**PROBLEM DESCRIPTION**
Please output exactly the part of the records below that opens with the line containing "let mut sources" and closes with the line containing "pub fn from_parts(offsets: Vec<usize>, sources: Vec<usize>)", both lines included, and nothing else.
(DATA EXTRACTS)
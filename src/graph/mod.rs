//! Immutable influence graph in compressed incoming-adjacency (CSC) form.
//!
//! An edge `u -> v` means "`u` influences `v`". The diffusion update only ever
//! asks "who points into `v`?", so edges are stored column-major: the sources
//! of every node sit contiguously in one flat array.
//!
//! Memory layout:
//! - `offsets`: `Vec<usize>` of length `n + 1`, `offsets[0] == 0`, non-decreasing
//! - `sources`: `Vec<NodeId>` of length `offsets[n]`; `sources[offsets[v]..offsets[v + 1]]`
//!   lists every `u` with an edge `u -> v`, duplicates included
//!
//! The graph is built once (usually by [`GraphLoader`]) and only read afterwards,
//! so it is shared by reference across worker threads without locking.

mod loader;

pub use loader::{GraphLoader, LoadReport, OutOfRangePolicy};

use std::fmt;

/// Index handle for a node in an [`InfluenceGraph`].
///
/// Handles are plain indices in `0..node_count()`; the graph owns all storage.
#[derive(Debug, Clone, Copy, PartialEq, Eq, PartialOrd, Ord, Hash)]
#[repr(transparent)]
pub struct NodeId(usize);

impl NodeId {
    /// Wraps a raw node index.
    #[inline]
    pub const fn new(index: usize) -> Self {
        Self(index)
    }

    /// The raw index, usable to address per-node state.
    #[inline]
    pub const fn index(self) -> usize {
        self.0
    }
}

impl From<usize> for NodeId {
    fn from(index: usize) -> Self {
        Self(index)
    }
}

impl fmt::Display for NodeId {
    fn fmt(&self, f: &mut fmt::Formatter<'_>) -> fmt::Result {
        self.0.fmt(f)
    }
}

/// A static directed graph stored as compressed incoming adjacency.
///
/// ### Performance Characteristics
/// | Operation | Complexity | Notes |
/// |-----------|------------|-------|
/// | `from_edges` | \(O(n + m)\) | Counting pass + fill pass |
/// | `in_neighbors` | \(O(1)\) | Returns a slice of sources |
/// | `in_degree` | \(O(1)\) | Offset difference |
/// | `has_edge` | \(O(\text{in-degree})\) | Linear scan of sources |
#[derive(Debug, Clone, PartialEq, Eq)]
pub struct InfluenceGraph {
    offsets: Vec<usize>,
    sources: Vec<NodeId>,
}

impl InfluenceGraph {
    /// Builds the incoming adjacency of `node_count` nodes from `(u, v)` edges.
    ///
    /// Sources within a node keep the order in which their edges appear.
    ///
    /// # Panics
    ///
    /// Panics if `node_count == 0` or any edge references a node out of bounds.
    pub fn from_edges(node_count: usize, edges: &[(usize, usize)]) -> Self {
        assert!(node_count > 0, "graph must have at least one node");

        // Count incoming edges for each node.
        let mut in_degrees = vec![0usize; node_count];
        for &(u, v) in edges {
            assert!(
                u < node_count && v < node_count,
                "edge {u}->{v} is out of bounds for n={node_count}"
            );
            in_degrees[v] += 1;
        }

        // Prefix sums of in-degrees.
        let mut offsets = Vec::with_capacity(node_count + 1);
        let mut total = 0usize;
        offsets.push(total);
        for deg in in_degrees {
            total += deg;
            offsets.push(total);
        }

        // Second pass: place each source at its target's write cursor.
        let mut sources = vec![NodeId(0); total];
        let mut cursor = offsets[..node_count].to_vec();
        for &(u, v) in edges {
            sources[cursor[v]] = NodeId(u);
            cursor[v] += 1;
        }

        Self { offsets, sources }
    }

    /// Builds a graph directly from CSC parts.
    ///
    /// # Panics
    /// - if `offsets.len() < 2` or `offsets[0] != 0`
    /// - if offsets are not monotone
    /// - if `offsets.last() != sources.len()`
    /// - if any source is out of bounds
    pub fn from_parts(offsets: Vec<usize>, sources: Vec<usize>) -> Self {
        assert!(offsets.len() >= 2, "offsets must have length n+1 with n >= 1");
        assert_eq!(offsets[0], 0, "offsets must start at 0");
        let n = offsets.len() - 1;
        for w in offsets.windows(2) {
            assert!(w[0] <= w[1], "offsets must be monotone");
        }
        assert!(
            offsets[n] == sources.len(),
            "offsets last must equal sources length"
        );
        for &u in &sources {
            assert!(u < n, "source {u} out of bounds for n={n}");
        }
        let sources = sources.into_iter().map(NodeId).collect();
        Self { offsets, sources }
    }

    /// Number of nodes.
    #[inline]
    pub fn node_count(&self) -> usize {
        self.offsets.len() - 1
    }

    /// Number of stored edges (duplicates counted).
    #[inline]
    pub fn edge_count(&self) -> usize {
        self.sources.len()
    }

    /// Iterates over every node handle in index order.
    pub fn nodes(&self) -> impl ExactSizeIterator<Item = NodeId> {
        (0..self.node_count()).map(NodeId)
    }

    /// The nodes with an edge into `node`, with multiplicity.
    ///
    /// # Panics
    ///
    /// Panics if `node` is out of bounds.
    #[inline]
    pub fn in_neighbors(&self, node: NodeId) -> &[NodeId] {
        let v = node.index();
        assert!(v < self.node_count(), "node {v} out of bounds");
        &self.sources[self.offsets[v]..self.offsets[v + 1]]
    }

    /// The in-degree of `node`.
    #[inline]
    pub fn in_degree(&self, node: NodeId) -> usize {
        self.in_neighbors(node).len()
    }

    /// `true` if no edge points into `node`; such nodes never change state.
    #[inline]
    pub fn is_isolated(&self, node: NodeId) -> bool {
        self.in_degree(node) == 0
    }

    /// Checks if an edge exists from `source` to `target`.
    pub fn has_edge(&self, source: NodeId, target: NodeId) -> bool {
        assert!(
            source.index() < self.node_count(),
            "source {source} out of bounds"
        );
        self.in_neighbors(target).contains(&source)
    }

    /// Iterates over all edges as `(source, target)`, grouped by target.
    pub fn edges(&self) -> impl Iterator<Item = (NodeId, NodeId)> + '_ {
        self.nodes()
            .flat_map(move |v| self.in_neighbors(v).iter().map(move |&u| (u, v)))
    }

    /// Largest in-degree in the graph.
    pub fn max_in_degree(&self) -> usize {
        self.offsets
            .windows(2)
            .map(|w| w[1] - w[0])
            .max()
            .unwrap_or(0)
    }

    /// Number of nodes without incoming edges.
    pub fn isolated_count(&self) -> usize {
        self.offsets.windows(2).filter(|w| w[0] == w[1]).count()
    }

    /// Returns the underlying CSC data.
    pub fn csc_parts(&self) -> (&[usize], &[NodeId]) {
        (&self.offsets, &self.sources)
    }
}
(End DATA EXTRACTS)
**SOLUTION**
        let mut sources = vec![NodeId(0); total];
        let mut cursor = offsets[..node_count].to_vec();
        for &(u, v) in edges {
            sources[cursor[v]] = NodeId(u);
            cursor[v] += 1;
        }

        Self { offsets, sources }
    }

    /// Builds a graph directly from CSC parts.
    ///
    /// # Panics
    /// - if `offsets.len() < 2` or `offsets[0] != 0`
    /// - if offsets are not monotone
    /// - if `offsets.last() != sources.len()`
    /// - if any source is out of bounds
    pub fn from_parts(offsets: Vec<usize>, sources: Vec<usize>) -> Self {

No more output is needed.